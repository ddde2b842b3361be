use std::fmt::Write;

use super::{escape, home_href, layout};
use crate::images::{backdrop_url, poster_url};
use crate::models::{Movie, Video};
use crate::tmdb::youtube_embed_url;

pub fn detail_page(movie: &Movie, trailer: Option<&Video>, language: &str) -> String {
    let mut meta = String::new();
    if let Some(tagline) = movie.tagline.as_deref().filter(|t| !t.is_empty()) {
        let _ = write!(meta, r#"<p class="tagline">&quot;{}&quot;</p>"#, escape(tagline));
    }
    let _ = write!(
        meta,
        "<p><strong>Release:</strong> {}</p>",
        escape(&movie.release_date)
    );
    if let Some(runtime) = movie.runtime.filter(|r| *r > 0) {
        let _ = write!(meta, "<p><strong>Duration:</strong> {runtime} minutes</p>");
    }
    if !movie.genres.is_empty() {
        let genres = movie
            .genres
            .iter()
            .map(|g| g.name.as_str())
            .collect::<Vec<_>>()
            .join(", ");
        let _ = write!(meta, "<p><strong>Genre:</strong> {}</p>", escape(&genres));
    }

    let synopsis = if movie.overview.trim().is_empty() {
        "No synopsis is available for this movie."
    } else {
        movie.overview.as_str()
    };

    let trailer_html = match trailer {
        Some(video) => format!(
            r#"<iframe class="trailer" src="{}" title="{}" allow="accelerometer; autoplay; clipboard-write; encrypted-media; gyroscope; picture-in-picture" allowfullscreen></iframe>"#,
            escape(&youtube_embed_url(video)),
            escape(&video.name)
        ),
        None => "<p>This movie has no trailer.</p>".to_string(),
    };

    let body = format!(
        r#"<div class="detail">
<div class="backdrop"><img src="{backdrop}" alt="Backdrop {title}"></div>
<div class="content">
<div class="row">
<img class="poster" src="{poster}" alt="{title}">
<div>
<h1>{title}</h1>
{meta}
<p><span class="score">{rating:.1}</span> / 10</p>
<h2>Synopsis</h2>
<p>{synopsis}</p>
</div>
</div>
<section>
<h2>Trailer</h2>
{trailer_html}
</section>
<a class="button" href="{home}">Back to Home</a>
</div>
</div>"#,
        backdrop = escape(&backdrop_url(movie.backdrop_path.as_deref())),
        poster = escape(&poster_url(movie.poster_path.as_deref())),
        title = escape(&movie.title),
        rating = movie.vote_average,
        synopsis = escape(synopsis),
        home = escape(&home_href(language)),
    );

    layout(&format!("MALIX - {}", movie.title), language, &[], &body)
}

pub fn detail_error_page(message: &str, language: &str) -> String {
    let body = format!(
        r#"<div class="error"><p><strong>Failed to load movie details!</strong></p><p>{}</p><a class="button" href="{}">Back to Home</a></div>"#,
        escape(message),
        escape(&home_href(language))
    );
    layout("MALIX - Error", language, &[], &body)
}

pub fn detail_not_found_page(language: &str) -> String {
    let body = format!(
        r#"<div class="notice"><p><strong>Movie not found.</strong></p><a class="button" href="{}">Back to Home</a></div>"#,
        escape(&home_href(language))
    );
    layout("MALIX - Not found", language, &[], &body)
}
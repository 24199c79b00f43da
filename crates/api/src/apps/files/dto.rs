use chrono::{DateTime, Utc};
use serde::{Deserialize, Serialize};
use utoipa::{IntoParams, ToSchema};

use launchpad_infra::storage::ObjectInfo;

#[derive(Debug, Clone, Serialize, Deserialize, PartialEq, Eq, ToSchema)]
pub struct FileInfo {
    pub key: String,
    pub size: u64,
    pub last_modified: DateTime<Utc>,
}

impl From<ObjectInfo> for FileInfo {
    fn from(info: ObjectInfo) -> Self {
        Self {
            key: info.key,
            size: info.size,
            last_modified: info.last_modified,
        }
    }
}

#[derive(Debug, Clone, Serialize, Deserialize, PartialEq, Eq, ToSchema)]
pub struct UploadResponse {
    pub key: String,
    pub size: u64,
}

#[derive(Debug, Default, Deserialize, IntoParams)]
#[into_params(parameter_in = Query)]
pub struct ListQuery {
    /// Only list objects under this path prefix.
    pub prefix: Option<String>,
}

#[derive(Debug, Deserialize, IntoParams)]
#[into_params(parameter_in = Query)]
pub struct UploadQuery {
    /// Original file name; stored under a unique variant of it.
    pub filename: String,
}
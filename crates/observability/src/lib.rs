//! Tracing and logging (shared setup).

use launchpad_core::LogSettings;

/// Initialize process-wide logging.
///
/// This is safe to call multiple times; subsequent calls become no-ops.
pub fn init(settings: &LogSettings) {
    tracing::init(settings);
}

/// Tracing configuration (filters, layers).
pub mod tracing;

__Aim of the exercise__:
Exact retyping of every entry is required.

__Reply to the exercise__:
repository ddde2b842b3361be
use std::fmt::Write;

use super::{escape, home_href, layout};
use crate::images::{backdrop_url, poster_url};
use crate::models::{Movie, Video};
use crate::tmdb::youtube_embed_url;

pub fn detail_page(movie: &Movie, trailer: Option<&Video>, language: &str) -> String {
    let mut meta = String::new();
    if let Some(tagline) = movie.tagline.as_deref().filter(|t| !t.is_empty()) {
        let _ = write!(meta, r#"<p class="tagline">&quot;{}&quot;</p>"#, escape(tagline));
    }
    let _ = write!(
        meta,
        "<p><strong>Release:</strong> {}</p>",
        escape(&movie.release_date)
    );
    if let Some(runtime) = movie.runtime.filter(|r| *r > 0) {
        let _ = write!(meta, "<p><strong>Duration:</strong> {runtime} minutes</p>");
    }
    if !movie.genres.is_empty() {
        let genres = movie
            .genres
            .iter()
            .map(|g| g.name.as_str())
            .collect::<Vec<_>>()
            .join(", ");
        let _ = write!(meta, "<p><strong>Genre:</strong> {}</p>", escape(&genres));
    }

    let synopsis = if movie.overview.trim().is_empty() {
        "No synopsis is available for this movie."
    } else {
        movie.overview.as_str()
    };

    let trailer_html = match trailer {
        Some(video) => format!(
            r#"<iframe class="trailer" src="{}" title="{}" allow="accelerometer; autoplay; clipboard-write; encrypted-media; gyroscope; picture-in-picture" allowfullscreen></iframe>"#,
            escape(&youtube_embed_url(video)),
            escape(&video.name)
        ),
        None => "<p>This movie has no trailer.</p>".to_string(),
    };

    let body = format!(
        r#"<div class="detail">
<div class="backdrop"><img src="{backdrop}" alt="Backdrop {title}"></div>
<div class="content">
<div class="row">
<img class="poster" src="{poster}" alt="{title}">
<div>
<h1>{title}</h1>
{meta}
<p><span class="score">{rating:.1}</span> / 10</p>
<h2>Synopsis</h2>
<p>{synopsis}</p>
</div>
</div>
<section>
<h2>Trailer</h2>
{trailer_html}
</section>
<a class="button" href="{home}">Back to Home</a>
</div>
</div>"#,
        backdrop = escape(&backdrop_url(movie.backdrop_path.as_deref())),
        poster = escape(&poster_url(movie.poster_path.as_deref())),
        title = escape(&movie.title),
        rating = movie.vote_average,
        synopsis = escape(synopsis),
        home = escape(&home_href(language)),
    );

    layout(&format!("MALIX - {}", movie.title), language, &[], &body)
}

pub fn detail_error_page(message: &str, language: &str) -> String {
    let body = format!(
        r#"<div class="error"><p><strong>Failed to load movie details!</strong></p><p>{}</p><a class="button" href="{}">Back to Home</a></div>"#,
        escape(message),
        escape(&home_href(language))
    );
    layout("MALIX - Error", language, &[], &body)
}

pub fn detail_not_found_page(language: &str) -> String {
    let body = format!(
        r#"<div class="notice"><p><strong>Movie not found.</strong></p><a class="button" href="{}">Back to Home</a></div>"#,
        escape(&home_href(language))
    );
    layout("MALIX - Not found", language, &[], &body)
}
repository 24199c79b00f43da
filename crates/api/src/apps/files/dto.rs
use chrono::{DateTime, Utc};
use serde::{Deserialize, Serialize};
use utoipa::{IntoParams, ToSchema};

use launchpad_infra::storage::ObjectInfo;

#[derive(Debug, Clone, Serialize, Deserialize, PartialEq, Eq, ToSchema)]
pub struct FileInfo {
    pub key: String,
    pub size: u64,
    pub last_modified: DateTime<Utc>,
}

impl From<ObjectInfo> for FileInfo {
    fn from(info: ObjectInfo) -> Self {
        Self {
            key: info.key,
            size: info.size,
            last_modified: info.last_modified,
        }
    }
}

#[derive(Debug, Clone, Serialize, Deserialize, PartialEq, Eq, ToSchema)]
pub struct UploadResponse {
    pub key: String,
    pub size: u64,
}

#[derive(Debug, Default, Deserialize, IntoParams)]
#[into_params(parameter_in = Query)]
pub struct ListQuery {
    /// Only list objects under this path prefix.
    pub prefix: Option<String>,
}

#[derive(Debug, Deserialize, IntoParams)]
#[into_params(parameter_in = Query)]
pub struct UploadQuery {
    /// Original file name; stored under a unique variant of it.
    pub filename: String,
}
filename crates/observability/src/lib.rs
//! Tracing and logging (shared setup).

use launchpad_core::LogSettings;

/// Initialize process-wide logging.
///
/// This is safe to call multiple times; subsequent calls become no-ops.
pub fn init(settings: &LogSettings) {
    tracing::init(settings);
}

/// Tracing configuration (filters, layers).
pub mod tracing;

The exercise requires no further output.